DIRECTIONS
Whenever a line in the data below includes the string "AuthError", copy it out.
::::
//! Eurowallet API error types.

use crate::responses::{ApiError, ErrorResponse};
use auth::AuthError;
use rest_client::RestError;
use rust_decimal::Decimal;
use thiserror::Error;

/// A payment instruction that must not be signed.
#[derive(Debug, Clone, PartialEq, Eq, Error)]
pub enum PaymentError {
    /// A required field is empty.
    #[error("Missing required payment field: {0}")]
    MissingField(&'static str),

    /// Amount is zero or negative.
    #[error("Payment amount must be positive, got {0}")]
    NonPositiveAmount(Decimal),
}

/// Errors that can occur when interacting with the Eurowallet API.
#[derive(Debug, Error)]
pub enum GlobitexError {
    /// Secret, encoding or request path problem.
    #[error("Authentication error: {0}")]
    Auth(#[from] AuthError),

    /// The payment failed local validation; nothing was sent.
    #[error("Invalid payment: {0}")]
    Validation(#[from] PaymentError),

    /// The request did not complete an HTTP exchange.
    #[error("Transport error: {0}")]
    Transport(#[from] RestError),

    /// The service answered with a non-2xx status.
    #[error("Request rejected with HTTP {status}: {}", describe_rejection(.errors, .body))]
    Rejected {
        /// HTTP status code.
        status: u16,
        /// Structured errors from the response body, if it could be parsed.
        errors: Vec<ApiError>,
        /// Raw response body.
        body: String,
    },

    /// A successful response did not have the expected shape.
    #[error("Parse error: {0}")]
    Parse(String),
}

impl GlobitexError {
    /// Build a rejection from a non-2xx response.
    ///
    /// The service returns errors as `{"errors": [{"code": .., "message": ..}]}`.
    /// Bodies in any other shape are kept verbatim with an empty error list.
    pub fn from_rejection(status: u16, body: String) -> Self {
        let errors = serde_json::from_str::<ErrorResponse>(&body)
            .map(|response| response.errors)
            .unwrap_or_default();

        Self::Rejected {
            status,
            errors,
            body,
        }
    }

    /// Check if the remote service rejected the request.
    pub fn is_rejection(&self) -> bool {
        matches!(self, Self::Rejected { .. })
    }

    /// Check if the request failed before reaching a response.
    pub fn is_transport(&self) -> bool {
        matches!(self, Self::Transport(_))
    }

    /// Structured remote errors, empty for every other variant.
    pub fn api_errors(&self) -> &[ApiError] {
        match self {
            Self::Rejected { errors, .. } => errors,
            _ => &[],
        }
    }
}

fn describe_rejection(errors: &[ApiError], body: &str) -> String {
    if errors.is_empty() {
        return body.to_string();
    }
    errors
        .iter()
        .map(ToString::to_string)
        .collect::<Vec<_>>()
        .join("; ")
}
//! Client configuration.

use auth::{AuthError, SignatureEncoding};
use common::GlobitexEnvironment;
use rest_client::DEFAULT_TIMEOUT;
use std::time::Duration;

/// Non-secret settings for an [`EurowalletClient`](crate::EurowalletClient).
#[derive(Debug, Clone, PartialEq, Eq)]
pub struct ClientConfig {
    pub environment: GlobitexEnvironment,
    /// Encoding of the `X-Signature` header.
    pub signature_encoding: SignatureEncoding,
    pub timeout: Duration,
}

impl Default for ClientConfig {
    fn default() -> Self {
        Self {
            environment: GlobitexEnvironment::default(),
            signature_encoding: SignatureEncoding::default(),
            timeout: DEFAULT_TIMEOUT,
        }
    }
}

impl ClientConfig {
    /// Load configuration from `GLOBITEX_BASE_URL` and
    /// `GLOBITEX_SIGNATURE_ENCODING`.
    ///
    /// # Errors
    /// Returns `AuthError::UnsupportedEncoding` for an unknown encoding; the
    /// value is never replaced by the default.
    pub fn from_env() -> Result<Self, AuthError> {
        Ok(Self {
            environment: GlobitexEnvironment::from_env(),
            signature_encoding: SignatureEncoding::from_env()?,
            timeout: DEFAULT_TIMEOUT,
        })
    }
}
::::
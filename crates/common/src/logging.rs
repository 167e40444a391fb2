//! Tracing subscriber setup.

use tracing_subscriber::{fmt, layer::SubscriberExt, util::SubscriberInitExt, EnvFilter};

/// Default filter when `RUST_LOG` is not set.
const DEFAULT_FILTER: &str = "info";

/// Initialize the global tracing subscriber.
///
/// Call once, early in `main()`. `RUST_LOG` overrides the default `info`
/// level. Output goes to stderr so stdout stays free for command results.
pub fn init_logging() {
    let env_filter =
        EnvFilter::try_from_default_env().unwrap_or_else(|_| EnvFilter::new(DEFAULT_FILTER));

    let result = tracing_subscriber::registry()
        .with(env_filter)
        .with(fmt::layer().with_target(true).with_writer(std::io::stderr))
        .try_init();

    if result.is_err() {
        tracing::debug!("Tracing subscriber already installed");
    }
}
::::
RESPONSE BELOW
use auth::AuthError;
    Auth(#[from] AuthError),
use auth::{AuthError, SignatureEncoding};
    /// Returns `AuthError::UnsupportedEncoding` for an unknown encoding; the
    pub fn from_env() -> Result<Self, AuthError> {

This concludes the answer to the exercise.